Reste que cette capacité de prise de décision collective, pertinente sur les grands enjeux, est de l’avis de nombreux membres de ces instances « un poids ». « C’est vrai qu’il y a eu un temps de décalage entre l’exécutif et le législatif au début du mandat du Conseil synodal actuel », remarque Sylvie Arnaud, la présidente de l’assemblée délibérative. « Parfois le Synode n’a pas les réponses qu’il souhaite et peut en une décision annuler tout un projet, il n’a pas la finesse d’en refuser juste un aspect », ce qui peut faire perdre trois mois à l’exécutif, chargé de revoir sa copie détaille la présidente. Qui estime cependant qu’après trois ans, « on arrive à mieux se comprendre. La preuve : l’ensemble du Synode a validé le rapport du Conseil synodal sur la gouvernance dans l’EERV. Les deux instances travaillent main dans la main sur ce processus, qui est calé sur les synodes à venir, dans une bonne compréhension mutuelle», considère Sylvie Arnaud.
La refonte de la gouvernance de l’EERV tout juste entamée est-elle menacée?
-Effectivement, le chantier sur la gouvernance paraît sur de bons rails, ce qui a été rappelé par tous les interlocuteurs lors de la conférence de presse du 16 décembre. « C’est même dommage qu’Emmanuel Jeger s’en aille car enfin ce processus se met en route », pointe Sylvie Arnaud. Où en est ce chantier? Lors du dernier Synode ordinaire (novembre 2022) un rapport sur la gouvernance de l’institution élaboré conjointement par des membres des deux instances a été présenté à l’assemblée avec des propositions concrètes : ouverture d’une réflexion sur des révisions réglementaires, continuation du travail d’optimisation du Conseil synodal en matière de communication, de ressources humaines, de finances, ouverture d’un « processus participatif pour adapter la gouvernance (rôles, compétences décisionnelles) » et penser le rôle des Régions, élaboration d’un document-cadre pour faciliter la mise en œuvre de projets.
L’assemblée a pris acte de ces pistes, et des initiatives devraient voir le jour en janvier. Reste qu’il s’agit une fois encore de « réflexions qui s’ouvrent» et de « processus participatifs ». Ce qui fait dire à certains que rien ne changera. « Il y a 22 ans l’Église avait créé le processus Église Avenir qui devait tenir compte des évolutions sociétales et ouvrir des restructurations importantes. Cela n’a pas modifié grand-chose à son fonctionnement. Une institution aussi séculaire reste conservatrice par nature, il lui est difficile de se réformer », assène cet observateur externe, avec colère.

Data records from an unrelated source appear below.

use std::time::{Duration, Instant};

use chrono::Local;
use tracing::{debug, info, warn};

use crate::session::{Session, SessionId};
use tailscope_client::ApiError;
use tailscope_types::{FetchLogRequest, FetchLogResponse, Headers, LogRecord};

/// A fetch the controller wants issued, tagged with who asked for it
#[derive(Clone, Debug, PartialEq)]
pub struct PollTicket {
    pub session: SessionId,

    /// Path the fetch targets; compared against the active session on arrival
    pub path: String,

    pub request: FetchLogRequest,
}

/// What became of a poll response
#[derive(Debug)]
pub enum ResponseOutcome {
    /// Belongs to a session that is no longer active; dropped
    Stale,
    /// Accepted; these records must now be inserted
    Batch {
        session: SessionId,
        headers: Headers,
        records: Vec<LogRecord>,
        /// First accepted response of the session
        initial: bool,
    },
    /// Transport or server error; polling stops until resumed
    Failed(ApiError),
}

/// What the controller does after a batch has been fully inserted
#[derive(Clone, Copy, Debug, PartialEq, Eq)]
pub enum NextStep {
    /// Fetch again once this instant passes
    PollAt(Instant),
    /// Alive but polling disabled
    Paused,
    /// The process is no longer running
    Dead,
}

/// Stream state as shown to the operator
#[derive(Clone, Copy, Debug, PartialEq, Eq)]
pub enum StreamStatus {
    Idle,
    Live,
    Paused,
    Dead,
    Failed,
}

impl StreamStatus {
    pub fn label(&self) -> &'static str {
        match self {
            Self::Idle => "idle",
            Self::Live => "live",
            Self::Paused => "paused",
            Self::Dead => "terminated",
            Self::Failed => "failed",
        }
    }
}

#[derive(Clone, Copy, Debug, PartialEq, Eq)]
enum Phase {
    Idle,
    Fetching,
    Inserting,
    Waiting { due: Instant },
    Paused,
    Dead,
    Failed,
}

/// Owns the active session and decides when to poll
///
/// Polls are strictly sequential: a new fetch is only handed out once the
/// previous response was processed and its batch fully inserted.
pub struct StreamController {
    session: Option<Session>,
    next_id: u64,
    polling_enabled: bool,
    phase: Phase,
    poll_interval: Duration,
    long_poll_timeout: u64,
}

impl StreamController {
    pub fn new(poll_interval: Duration, long_poll_timeout: u64) -> Self {
        Self {
            session: None,
            next_id: 0,
            polling_enabled: true,
            phase: Phase::Idle,
            poll_interval,
            long_poll_timeout,
        }
    }

    /// Replace any existing session and request the full log of `path`
    pub fn start_session(&mut self, path: &str, wait_for_start: bool) -> PollTicket {
        self.next_id += 1;
        let id = SessionId(self.next_id);
        info!("starting session {:?} for '{}'", id, path);

        let session = Session::new(id, path.to_string(), wait_for_start);
        let ticket = ticket_for(&session, self.long_poll_timeout);
        self.session = Some(session);
        self.polling_enabled = true;
        self.phase = Phase::Fetching;
        ticket
    }

    /// End the active session; late responses for it become stale
    pub fn stop(&mut self) {
        if let Some(session) = self.session.take() {
            debug!("stopped session {:?} for '{}'", session.id, session.path);
        }
        self.phase = Phase::Idle;
    }

    pub fn session(&self) -> Option<&Session> {
        self.session.as_ref()
    }

    pub fn session_mut(&mut self) -> Option<&mut Session> {
        self.session.as_mut()
    }

    /// Whether a ticket still belongs to the active session
    pub fn is_current(&self, ticket: &PollTicket) -> bool {
        self.session
            .as_ref()
            .is_some_and(|s| s.id == ticket.session && s.path == ticket.path)
    }

    /// Process the result of a fetch
    pub fn on_response(
        &mut self,
        ticket: &PollTicket,
        result: Result<FetchLogResponse, ApiError>,
    ) -> ResponseOutcome {
        if !self.is_current(ticket) || self.phase != Phase::Fetching {
            debug!(
                "discarding stale response for '{}' ({:?})",
                ticket.path, ticket.session
            );
            return ResponseOutcome::Stale;
        }

        let response = match result {
            Ok(response) => response,
            Err(e) => {
                warn!("log fetch for '{}' failed: {}", ticket.path, e);
                self.phase = Phase::Failed;
                return ResponseOutcome::Failed(e);
            }
        };

        let Some(session) = self.session.as_mut() else {
            return ResponseOutcome::Stale;
        };

        if response.url != session.path {
            debug!(
                "server answered '{}' for session path '{}'",
                response.url, session.path
            );
        }

        let offered = Headers::new(response.headers.clone());
        let headers = match &session.headers {
            Some(existing) => {
                if *existing != offered {
                    warn!("ignoring header change mid-stream for '{}'", session.path);
                }
                existing.clone()
            }
            None => {
                session.headers = Some(offered.clone());
                offered
            }
        };

        session.token = Some(response.logs_data.clone());
        session.is_running = response.is_running;
        session.batches += 1;
        session.last_update = Some(Local::now());
        self.phase = Phase::Inserting;

        ResponseOutcome::Batch {
            session: session.id,
            headers,
            records: response.records(),
            initial: session.batches == 1,
        }
    }

    /// The insertion scheduler finished the current batch
    pub fn on_batch_consumed(&mut self, now: Instant) -> Option<NextStep> {
        if self.phase != Phase::Inserting {
            return None;
        }
        let session = self.session.as_ref()?;

        let next = if !session.is_running {
            info!("process at '{}' is no longer running", session.path);
            self.phase = Phase::Dead;
            NextStep::Dead
        } else if self.polling_enabled {
            let due = now + self.poll_interval;
            self.phase = Phase::Waiting { due };
            NextStep::PollAt(due)
        } else {
            self.phase = Phase::Paused;
            NextStep::Paused
        };
        Some(next)
    }

    /// When the next scheduled poll is due, if one is scheduled
    pub fn next_poll_due(&self) -> Option<Instant> {
        match self.phase {
            Phase::Waiting { due } => Some(due),
            _ => None,
        }
    }

    /// Hand out the scheduled poll once its delay has passed
    pub fn poll_due(&mut self, now: Instant) -> Option<PollTicket> {
        match self.phase {
            Phase::Waiting { due } if due <= now && self.polling_enabled => {
                let ticket = self.ticket()?;
                self.phase = Phase::Fetching;
                Some(ticket)
            }
            _ => None,
        }
    }

    /// Stop scheduling polls; an in-flight response is still processed
    pub fn pause(&mut self) {
        self.polling_enabled = false;
        if matches!(self.phase, Phase::Waiting { .. }) {
            self.phase = Phase::Paused;
        }
        debug!("polling paused");
    }

    /// Re-enable polling and fetch immediately from the last token
    ///
    /// Returns None when a fetch or insertion is already under way; that
    /// work reschedules polling on its own.
    pub fn resume(&mut self) -> Option<PollTicket> {
        self.polling_enabled = true;
        match self.phase {
            Phase::Paused | Phase::Dead | Phase::Failed | Phase::Waiting { .. } => {
                let ticket = self.ticket()?;
                debug!("polling resumed");
                self.phase = Phase::Fetching;
                Some(ticket)
            }
            Phase::Idle | Phase::Fetching | Phase::Inserting => None,
        }
    }

    /// Pause when live, resume otherwise; a dead or failed stream always resumes
    pub fn stop_resume_toggle(&mut self) -> Option<PollTicket> {
        if matches!(self.phase, Phase::Dead | Phase::Failed) || !self.polling_enabled {
            self.resume()
        } else {
            self.pause();
            None
        }
    }

    pub fn polling_enabled(&self) -> bool {
        self.polling_enabled
    }

    pub fn status(&self) -> StreamStatus {
        match self.phase {
            Phase::Idle => StreamStatus::Idle,
            Phase::Dead => StreamStatus::Dead,
            Phase::Failed => StreamStatus::Failed,
            Phase::Paused => StreamStatus::Paused,
            Phase::Fetching | Phase::Inserting | Phase::Waiting { .. } => {
                if self.polling_enabled {
                    StreamStatus::Live
                } else {
                    StreamStatus::Paused
                }
            }
        }
    }

    fn ticket(&self) -> Option<PollTicket> {
        self.session
            .as_ref()
            .map(|session| ticket_for(session, self.long_poll_timeout))
    }
}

A noter que, cette fois-ci, le Conseil synodal se fait accompagner par un cabinet de conseil (Strategos) pour cette transformation. Et que le départ de quatre de ses membres, même s’il n’est pas motivé par les mêmes raisons, peut agir comme un électrochoc pour l’institution. Ou comme un signal négatif entraînant des départs en cascade.